=== DATA FOR THIS EXERCISE ===

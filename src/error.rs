//! Error types for the `stillcut` crate.
//!
//! This module defines [`StillcutError`], the unified error type returned by
//! all fallible operations in the crate. Variants map onto the stages of the
//! pipeline: configuration, source, decode, scale, encode, and sink.

use std::{io::Error as IoError, path::PathBuf};

use ffmpeg_next::Error as FfmpegError;
use thiserror::Error;

/// The unified error type for all `stillcut` operations.
///
/// Every public method that can fail returns `Result<T, StillcutError>`.
/// Variants carry enough context to diagnose the problem without needing
/// additional logging at the call site.
#[derive(Debug, Error)]
#[non_exhaustive]
pub enum StillcutError {
    /// The media file could not be opened or parsed.
    #[error("Failed to open media file at {path}: {reason}")]
    FileOpen {
        /// Path that was passed to the pipeline.
        path: PathBuf,
        /// Underlying reason the open failed.
        reason: String,
    },

    /// The file does not contain a video stream.
    #[error("No video stream found in file")]
    NoVideoStream,

    /// A caller-supplied target size is unusable (e.g. a zero dimension).
    #[error("Invalid target size: {0}")]
    InvalidTargetSize(String),

    /// The source width is zero, so no aspect ratio can be derived.
    #[error("Aspect ratio is undefined: source width is zero")]
    ZeroWidthSource,

    /// The decoder could not be constructed, fed, or drained.
    ///
    /// The expected per-packet "no frame yet" signal is recovered internally
    /// and never surfaces through this variant.
    #[error("Failed to decode video frame: {0}")]
    Decode(String),

    /// The stream ended before a single video frame could be decoded.
    #[error("No video frame could be decoded before end of stream")]
    NoFrameDecoded,

    /// A scaling context could not be built for the requested conversion.
    #[error("Failed to build scaling context: {0}")]
    Scale(String),

    /// Still-image encoding failed.
    #[error("Failed to encode still image: {0}")]
    Encode(String),

    /// The output container could not be created or written.
    #[error("Failed to write output container: {0}")]
    Sink(String),

    /// An I/O error occurred while reading or writing files.
    #[error("I/O error: {0}")]
    Io(#[from] IoError),

    /// An error from the FFmpeg libraries that escaped targeted mapping.
    #[error("FFmpeg error: {0}")]
    Ffmpeg(String),
}

impl From<FfmpegError> for StillcutError {
    fn from(error: FfmpegError) -> Self {
        StillcutError::Ffmpeg(error.to_string())
    }
}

===

▸ **ABOUT THIS TASK**: Go line by line through the data, copying each one that contains the word "IoError".

▸ **RESULT OF THIS TASK**:
use std::{io::Error as IoError, path::PathBuf};
    Io(#[from] IoError),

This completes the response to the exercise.